Curmi & Partners

From the reflationary trade to stagflation concerns

By Robert Ducker

The Delta variant spread was the primary market mover throughout July and August, with most of the major economies reporting a significant increase in cases. Consequentially, these economic growth concerns led to a flattening in the yield curve and to another month of underperformance for value stocks relative to growth stocks.

Global equities rallied +21.1% YTD (as at 20/08) as economic activity recovered from the impact of the lockdown and other curtailment measures imposed by governments over the past 14 months. Initially, inflation overshoots led to some market jitters as the economic recovery started to gain some traction. In the US, core PCE exceeded 3% (in April 2021) for the first time since 1992, leading to a spike in equity volatility pushing the VIX to its highest levels since February. Investors were concerned that the FED could be forced to act early, which would likely weigh on economic growth, should the inflation overshoot persist for longer. We argued at the time that the overshoot was transitory, mainly driven by the re-opening, as the economy recovered from one of the deepest recessions since the second world war. At first, the inflation overshoot favoured value stocks as investors initially looked for an inflation hedge (Global value outperformed growth in May,  but has lagged in June and July). Yet, the reflation trade came under pressure as economic growth in certain countries started to moderate.

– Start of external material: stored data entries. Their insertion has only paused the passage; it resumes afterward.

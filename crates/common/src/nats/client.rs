use crate::nats::traits::{JetStreamConsumer, JetStreamPublisher, PullConsumer};
use anyhow::{Context, Result};
use async_nats::jetstream::{self, stream::Config as StreamConfig};
use async_nats::HeaderMap;
use async_trait::async_trait;
use std::sync::Arc;
use std::time::Duration;
use tracing::{debug, error, info, instrument};

use super::subject::all_partitions_subject;

pub struct NatsClient {
    client: async_nats::Client,
    jetstream: jetstream::Context,
}

impl NatsClient {
    pub async fn connect(url: &str, timeout: Duration) -> Result<Self> {
        info!(url = %url, timeout_ms = timeout.as_millis(), "connecting to NATS");

        let client = async_nats::ConnectOptions::new()
            .connection_timeout(timeout)
            .connect(url)
            .await
            .context("failed to connect to NATS")?;

        let jetstream = jetstream::new(client.clone());

        info!("connected to NATS");
        Ok(Self { client, jetstream })
    }

    /// Create the vitals stream if it does not exist yet. The stream captures
    /// every partition subject below `stream_name`.
    pub async fn ensure_stream(&self, stream_name: &str) -> Result<()> {
        info!(stream = %stream_name, "ensuring stream exists");

        match self.jetstream.get_stream(stream_name).await {
            Ok(_) => {
                info!(stream = %stream_name, "stream already exists");
            }
            Err(_) => {
                let stream_config = StreamConfig {
                    name: stream_name.to_string(),
                    subjects: vec![all_partitions_subject(stream_name)],
                    description: Some("Normalized CareChain vital events".to_string()),
                    storage: jetstream::stream::StorageType::File,
                    ..Default::default()
                };
                self.jetstream
                    .create_stream(stream_config)
                    .await
                    .context("failed to create stream")?;
                info!(stream = %stream_name, "created stream");
            }
        }

        Ok(())
    }

    pub fn create_consumer_client(&self) -> Arc<dyn JetStreamConsumer> {
        Arc::new(NatsJetStreamConsumer::new(self.jetstream.clone()))
    }

    pub fn create_publisher_client(&self) -> Arc<dyn JetStreamPublisher> {
        Arc::new(NatsJetStreamPublisher::new(self.jetstream.clone()))
    }

    /// Flush pending publishes before the connection is dropped.
    pub async fn close(self) -> Result<()> {
        info!("closing NATS connection");
        self.client
            .flush()
            .await
            .context("failed to flush NATS connection")?;
        Ok(())
    }
}

pub struct NatsJetStreamConsumer {
    context: jetstream::Context,
}

impl NatsJetStreamConsumer {
    pub fn new(context: jetstream::Context) -> Self {
        Self { context }
    }
}

#[async_trait]
impl JetStreamConsumer for NatsJetStreamConsumer {
    async fn create_consumer(
        &self,
        config: jetstream::consumer::pull::Config,
        stream_name: &str,
    ) -> Result<Box<dyn PullConsumer>> {
        let durable_name = config
            .durable_name
            .clone()
            .context("pull consumers must be durable")?;

        let stream = self
            .context
            .get_stream(stream_name)
            .await
            .context("failed to get stream")?;

        let consumer = stream
            .get_or_create_consumer(&durable_name, config)
            .await
            .context("failed to create consumer")?;

        Ok(Box::new(NatsPullConsumer { consumer }))
    }
}

pub struct NatsPullConsumer {
    consumer: jetstream::consumer::PullConsumer,
}

#[async_trait]
impl PullConsumer for NatsPullConsumer {
    async fn fetch_messages(
        &self,
        max_messages: usize,
        expires: Duration,
    ) -> Result<Vec<jetstream::Message>> {
        use futures::StreamExt;

        let mut messages = self
            .consumer
            .fetch()
            .max_messages(max_messages)
            .expires(expires)
            .messages()
            .await
            .context("failed to fetch messages")?;

        let mut result = Vec::new();
        while let Some(msg) = messages.next().await {
            match msg {
                Ok(message) => result.push(message),
                Err(e) => {
                    error!(error = %e, "error receiving message");
                }
            }
        }
        Ok(result)
    }
}

pub struct NatsJetStreamPublisher {
    context: jetstream::Context,
}

impl NatsJetStreamPublisher {
    pub fn new(context: jetstream::Context) -> Self {
        Self { context }
    }
}

#[async_trait]
impl JetStreamPublisher for NatsJetStreamPublisher {
    #[instrument(skip(self, headers, payload), fields(subject = %subject, payload_size = payload.len()))]
    async fn publish_with_headers(
        &self,
        subject: String,
        headers: HeaderMap,
        payload: bytes::Bytes,
    ) -> Result<()> {
        let ack = self
            .context
            .publish_with_headers(subject, headers, payload)
            .await
            .context("failed to publish message to JetStream")?;

        let ack = ack
            .await
            .context("failed to receive JetStream acknowledgment")?;
        if ack.duplicate {
            debug!(stream = %ack.stream, sequence = ack.sequence, "server dropped duplicate publish");
        }
        Ok(())
    }
}
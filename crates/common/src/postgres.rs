mod client;
mod vital_state_repository;

pub use client::*;
pub use vital_state_repository::*;
mod event_processor;
mod vital_state_machine;
mod vital_state_query_service;

pub use event_processor::*;
pub use vital_state_machine::*;
pub use vital_state_query_service::*;
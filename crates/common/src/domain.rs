mod alert;
mod bus;
mod cache;
mod metric;
mod reading;
mod result;
mod vital_state;

pub use alert::*;
pub use bus::*;
pub use cache::*;
pub use metric::*;
pub use reading::*;
pub use result::*;
pub use vital_state::*;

The US economic growth has likely peaked as the tailwind from the re-opening is starting to fade. The services industry was heavily hit by the pandemic as restaurants, hotels and travel companies were forced to temporarily cease operations to help minimize the spread of the virus. The Services Purchasing Manager’s Index (“PMI”, a survey based economic indicator) data seems to have peak in May (70.4). Manufacturing was less effected, and the recovery was much faster, with a PMI peak in March. Meanwhile, it took just one year for real personal consumption to recover to pre-pandemic levels (March 2021), another possible indicator of peak growth. This economic growth moderation has weighed on investor sentiment during June and July.

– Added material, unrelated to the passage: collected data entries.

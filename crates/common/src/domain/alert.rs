use crate::domain::metric::MetricKind;
use crate::domain::reading::IdempotencyKey;
use crate::domain::result::{DomainError, DomainResult};
use chrono::{DateTime, Utc};
use serde::{Deserialize, Serialize};
use std::collections::BTreeMap;
use std::fmt;
use std::str::FromStr;

/// Which side of the band the value left through.
#[derive(Debug, Clone, Copy, PartialEq, Eq, Serialize, Deserialize)]
#[serde(rename_all = "snake_case")]
pub enum AlertDirection {
    High,
    Low,
}

impl AlertDirection {
    pub fn as_str(&self) -> &'static str {
        match self {
            AlertDirection::High => "high",
            AlertDirection::Low => "low",
        }
    }
}

impl fmt::Display for AlertDirection {
    fn fmt(&self, f: &mut fmt::Formatter<'_>) -> fmt::Result {
        f.write_str(self.as_str())
    }
}

impl FromStr for AlertDirection {
    type Err = DomainError;

    fn from_str(s: &str) -> Result<Self, Self::Err> {
        match s {
            "high" => Ok(AlertDirection::High),
            "low" => Ok(AlertDirection::Low),
            other => Err(DomainError::ValidationError(format!(
                "unknown alert direction: {}",
                other
            ))),
        }
    }
}

/// Alert raised when a device's metric leaves its configured band.
#[derive(Debug, Clone, PartialEq, Serialize, Deserialize)]
pub struct Alert {
    pub alert_id: String,
    pub device_id: String,
    pub metric: MetricKind,
    pub direction: AlertDirection,
    pub threshold: f64,
    pub opened_at: DateTime<Utc>,
    pub opened_sequence: u64,
    pub opened_value: f64,
    pub resolved_at: Option<DateTime<Utc>>,
    pub resolved_sequence: Option<u64>,
    pub resolved_value: Option<f64>,
}

impl Alert {
    /// Alert ids come from the opening event's key, so reprocessing that event
    /// can never mint a second alert.
    pub fn derive_id(opening_key: &IdempotencyKey) -> String {
        let key = opening_key.as_str();
        format!("alert-{}", &key[..key.len().min(24)])
    }

    pub fn is_open(&self) -> bool {
        self.resolved_at.is_none()
    }
}

/// Inclusive normal range for one metric. Either bound may be absent.
#[derive(Debug, Clone, Copy, PartialEq, Default, Serialize, Deserialize)]
pub struct ThresholdBand {
    pub low: Option<f64>,
    pub high: Option<f64>,
}

impl ThresholdBand {
    pub fn new(low: Option<f64>, high: Option<f64>) -> Self {
        Self { low, high }
    }

    /// Returns the breached side and bound, if `value` is out of range.
    /// Values equal to a bound are in range.
    pub fn breach(&self, value: f64) -> Option<(AlertDirection, f64)> {
        if let Some(high) = self.high {
            if value > high {
                return Some((AlertDirection::High, high));
            }
        }
        if let Some(low) = self.low {
            if value < low {
                return Some((AlertDirection::Low, low));
            }
        }
        None
    }
}

/// Per-metric threshold configuration.
#[derive(Debug, Clone, Default, PartialEq)]
pub struct AlertThresholds {
    bands: BTreeMap<MetricKind, ThresholdBand>,
}

impl AlertThresholds {
    pub fn new() -> Self {
        Self::default()
    }

    pub fn with_band(mut self, metric: MetricKind, band: ThresholdBand) -> Self {
        self.bands.insert(metric, band);
        self
    }

    pub fn band_for(&self, metric: MetricKind) -> Option<&ThresholdBand> {
        self.bands.get(&metric)
    }

    pub fn is_empty(&self) -> bool {
        self.bands.is_empty()
    }

    /// Parse `metric=low:high` pairs separated by commas. Either bound may be
    /// left empty, e.g. `blood_glucose=:180`.
    pub fn parse(raw: &str) -> DomainResult<Self> {
        let mut thresholds = Self::new();

        for entry in raw.split(',').map(str::trim).filter(|s| !s.is_empty()) {
            let (metric, range) = entry.split_once('=').ok_or_else(|| {
                DomainError::ValidationError(format!(
                    "threshold '{}' must look like metric=low:high",
                    entry
                ))
            })?;
            let metric: MetricKind = metric.parse()?;

            let (low, high) = range.split_once(':').ok_or_else(|| {
                DomainError::ValidationError(format!(
                    "threshold range '{}' must look like low:high",
                    range
                ))
            })?;

            let band = ThresholdBand::new(parse_bound(low)?, parse_bound(high)?);
            if let (Some(low), Some(high)) = (band.low, band.high) {
                if low > high {
                    return Err(DomainError::ValidationError(format!(
                        "threshold for {} has low {} above high {}",
                        metric, low, high
                    )));
                }
            }
            thresholds.bands.insert(metric, band);
        }

        Ok(thresholds)
    }
}

fn parse_bound(raw: &str) -> DomainResult<Option<f64>> {
    let raw = raw.trim();
    if raw.is_empty() {
        return Ok(None);
    }
    let value: f64 = raw
        .parse()
        .map_err(|_| DomainError::ValidationError(format!("invalid threshold bound: {}", raw)))?;
    if !value.is_finite() {
        return Err(DomainError::ValidationError(format!(
            "threshold bound must be finite: {}",
            raw
        )));
    }
    Ok(Some(value))
}
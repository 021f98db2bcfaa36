mod ingestion_service;
mod normalizer;

pub use ingestion_service::*;
pub use normalizer::*;
mod validate;

pub use validate::*;
mod subscriber;
mod topic;

pub use subscriber::*;
pub use topic::*;
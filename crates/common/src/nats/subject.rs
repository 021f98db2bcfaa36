/// Replace everything outside `[A-Za-z0-9_-]` so a device id can be used as a
/// single subject token. Dots, spaces and wildcards would otherwise change
/// the subject hierarchy.
pub fn sanitize_token(raw: &str) -> String {
    let token: String = raw
        .chars()
        .map(|c| {
            if c.is_ascii_alphanumeric() || c == '_' || c == '-' {
                c
            } else {
                '_'
            }
        })
        .collect();

    if token.is_empty() {
        "_".to_string()
    } else {
        token
    }
}

/// Subject carrying the events of one partition.
pub fn partition_subject(stream: &str, partition_key: &str) -> String {
    format!("{}.{}", stream, sanitize_token(partition_key))
}

/// Filter matching every partition subject of the stream.
pub fn all_partitions_subject(stream: &str) -> String {
    format!("{}.*", stream)
}

/// Durable consumer name for a single-partition subscription.
pub fn partition_consumer_name(consumer_name: &str, partition_key: &str) -> String {
    format!("{}-{}", consumer_name, sanitize_token(partition_key))
}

The notion that we are past peak growth for the global economy has weighed on value stocks. The expectation at the start of the year was that value stocks would finally outperform their growth counterparts, supported by strong synchronized economic growth, loose fiscal and monetary policy, and a rally in the commodity market. This has been the case for most of the year so far, though the trend has shifted sharply since June with value underperforming growth in both months (by 6.0% in June and 2.3% in July). This underperformance of value is being primarily driven by concerns over the moderation in growth in the two largest economies, the US (discussed earlier) and China. In China, the swift unwinding of pandemic policy support as the economy recovered has weighed on activity, with all four PMI’s declining in June. This led to a surprise cut in the RRR rate by 50bp, which exacerbated investor fears around China growth. The release of the Caixin manufacturing PMI on 02/08 (50.3 in July, down from 51.3 in June and below consensus of 51.0) was also disappointing. Notwithstanding, fears of a sharp deceleration seem to be overblown according to Goldman Sachs, with solid credit growth, still-robust trade and sequential improvement in industrial activity and retail sales.

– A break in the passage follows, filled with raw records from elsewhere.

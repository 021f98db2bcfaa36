use crate::domain::{
    Delivery, DeliveryAcker, DeliveryStream, DomainError, DomainResult, EventSubscriber,
    RedeliveryBackoff,
};
use crate::nats::{
    all_partitions_subject, extract_trace_context, partition_consumer_name, partition_subject,
    JetStreamConsumer, PullConsumer,
};
use crate::wire::decode_event;
use async_nats::jetstream::{self, AckKind};
use async_trait::async_trait;
use futures::StreamExt;
use std::collections::VecDeque;
use std::sync::Arc;
use std::time::Duration;
use tracing::{debug, error, info_span};
use tracing_opentelemetry::OpenTelemetrySpanExt;

#[derive(Debug, Clone)]
pub struct NatsSubscriberConfig {
    pub stream: String,
    pub consumer_name: String,
    pub batch_size: usize,
    pub max_wait: Duration,
    /// Delay the server waits before redelivering a nak'd message.
    pub redelivery_backoff: RedeliveryBackoff,
}

/// Durable JetStream subscriptions with explicit acks.
///
/// Consumers are bound by durable name, so a new subscription with the same
/// name continues from the server-side ack floor and gets everything that was
/// left unacknowledged redelivered.
pub struct NatsEventSubscriber {
    consumer_client: Arc<dyn JetStreamConsumer>,
    config: NatsSubscriberConfig,
}

impl NatsEventSubscriber {
    pub fn new(consumer_client: Arc<dyn JetStreamConsumer>, config: NatsSubscriberConfig) -> Self {
        Self {
            consumer_client,
            config,
        }
    }

    async fn open(&self, consumer_name: String, filter_subject: String) -> DomainResult<DeliveryStream> {
        debug!(
            stream = %self.config.stream,
            consumer = %consumer_name,
            filter_subject = %filter_subject,
            "opening durable subscription"
        );

        let config = jetstream::consumer::pull::Config {
            name: Some(consumer_name.clone()),
            durable_name: Some(consumer_name.clone()),
            filter_subject,
            ack_policy: jetstream::consumer::AckPolicy::Explicit,
            ..Default::default()
        };

        let consumer = self
            .consumer_client
            .create_consumer(config, &self.config.stream)
            .await
            .map_err(|e| {
                DomainError::ProcessingError(format!(
                    "failed to create consumer {}: {:#}",
                    consumer_name, e
                ))
            })?;

        let state = FetchState {
            consumer,
            buffer: VecDeque::new(),
            batch_size: self.config.batch_size,
            max_wait: self.config.max_wait,
            redelivery_backoff: self.config.redelivery_backoff,
        };

        Ok(futures::stream::unfold(state, next_delivery).boxed())
    }
}

#[async_trait]
impl EventSubscriber for NatsEventSubscriber {
    async fn subscribe(&self, partition_key: &str) -> DomainResult<DeliveryStream> {
        self.open(
            partition_consumer_name(&self.config.consumer_name, partition_key),
            partition_subject(&self.config.stream, partition_key),
        )
        .await
    }

    async fn subscribe_all(&self) -> DomainResult<DeliveryStream> {
        self.open(
            self.config.consumer_name.clone(),
            all_partitions_subject(&self.config.stream),
        )
        .await
    }
}

struct FetchState {
    consumer: Box<dyn PullConsumer>,
    buffer: VecDeque<jetstream::Message>,
    batch_size: usize,
    max_wait: Duration,
    redelivery_backoff: RedeliveryBackoff,
}

async fn next_delivery(mut state: FetchState) -> Option<(DomainResult<Delivery>, FetchState)> {
    loop {
        if let Some(message) = state.buffer.pop_front() {
            if let Some(delivery) = into_delivery(message, state.redelivery_backoff).await {
                return Some((Ok(delivery), state));
            }
            continue;
        }

        match state
            .consumer
            .fetch_messages(state.batch_size, state.max_wait)
            .await
        {
            Ok(batch) => {
                if !batch.is_empty() {
                    debug!(message_count = batch.len(), "received message batch");
                }
                state.buffer.extend(batch);
            }
            Err(e) => {
                let err = DomainError::ProcessingError(format!("fetch failed: {:#}", e));
                return Some((Err(err), state));
            }
        }
    }
}

/// Undecodable messages can never succeed, so they are terminated instead of
/// being handed to a consumer.
async fn into_delivery(
    message: jetstream::Message,
    redelivery_backoff: RedeliveryBackoff,
) -> Option<Delivery> {
    let event = match decode_event(&message.payload) {
        Ok(event) => event,
        Err(e) => {
            error!(subject = %message.subject, error = %e, "dropping undecodable message");
            if let Err(e) = message.ack_with(AckKind::Term).await {
                error!(subject = %message.subject, error = %e, "failed to terminate message");
            }
            return None;
        }
    };

    let delivery_attempt = message
        .info()
        .map(|info| info.delivered.max(1) as u64)
        .unwrap_or(1);

    let span = info_span!(
        target: "nats",
        "nats_consume",
        otel.name = "nats_consume",
        messaging.system = "nats",
        messaging.operation = "receive",
        messaging.destination.name = %message.subject,
        device_id = %event.device_id,
        metric = %event.metric,
        sequence_number = event.sequence_number,
        delivery_attempt,
    );
    if let Some(headers) = &message.headers {
        span.set_parent(extract_trace_context(headers));
    }

    let acker = NatsAcker {
        message,
        redelivery_delay: redelivery_backoff.delay_for(delivery_attempt),
    };
    Some(Delivery::new(event, delivery_attempt, Box::new(acker)).with_span(span))
}

struct NatsAcker {
    message: jetstream::Message,
    redelivery_delay: Duration,
}

#[async_trait]
impl DeliveryAcker for NatsAcker {
    async fn ack(&self) -> DomainResult<()> {
        self.message
            .ack()
            .await
            .map_err(|e| DomainError::ProcessingError(format!("failed to ack message: {}", e)))
    }

    async fn nak(&self, reason: &str) -> DomainResult<()> {
        debug!(
            subject = %self.message.subject,
            reason = %reason,
            delay_ms = self.redelivery_delay.as_millis() as u64,
            "requesting redelivery"
        );
        self.message
            .ack_with(AckKind::Nak(Some(self.redelivery_delay)))
            .await
            .map_err(|e| DomainError::ProcessingError(format!("failed to nak message: {}", e)))
    }
}
mod client;
mod event_publisher;
mod event_subscriber;
mod middleware;
mod subject;
mod trace_context;
mod traits;

pub use client::*;
pub use event_publisher::*;
pub use event_subscriber::*;
pub use middleware::*;
pub use subject::*;
pub use trace_context::*;
pub use traits::*;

The delta variant spread has only added to the doubts on the global growth trajectory. Concerns over the delta variant spread have created a challenging backdrop for value stocks as it could have a negative impact on global economic growth. Cases rose sharply in the UK and in other countries around Europe. We note that there has been a clear disconnect between case growth, hospitalisations and deaths when comparing the current data with data reported earlier in the year before the vaccine deployment reached certain levels. We are seeing a significant differences in countries with a high vaccination rates (UK, US and Europe) and those with low levels (EM’s) or those countries that employ a zero case policy (Australia, NZ and China).

Conditions remain supportive for value stocks but we do not expect a broad based outperformance. Value stocks rallied strongly since the Pfizer vaccine announcement in November 2020, as investors started to price-in the impact of the recovery on economic growth. During this phase, the traditional cyclical sectors outperformed, with the rally broad-based. On a YTD basis, Banks and Energy, both traditional value sectors that have struggled since the global financial crisis, have been the clear outperformers. Despite this, as conditions start to normalise, stock selection (as opposed to sector exposure) will be the main driver of alpha in the latter months of 2021.

The information presented in this commentary is solely provided for informational purposes and is not to be interpreted as investment advice, or to be used or considered as an offer or a solicitation to sell/buy or subscribe for any financial instruments, nor to constitute any advice or recommendation with respect to such financial instruments. Curmi and Partners Ltd. is a member of the Malta Stock Exchange, and is licensed by the MFSA to conduct investment services business.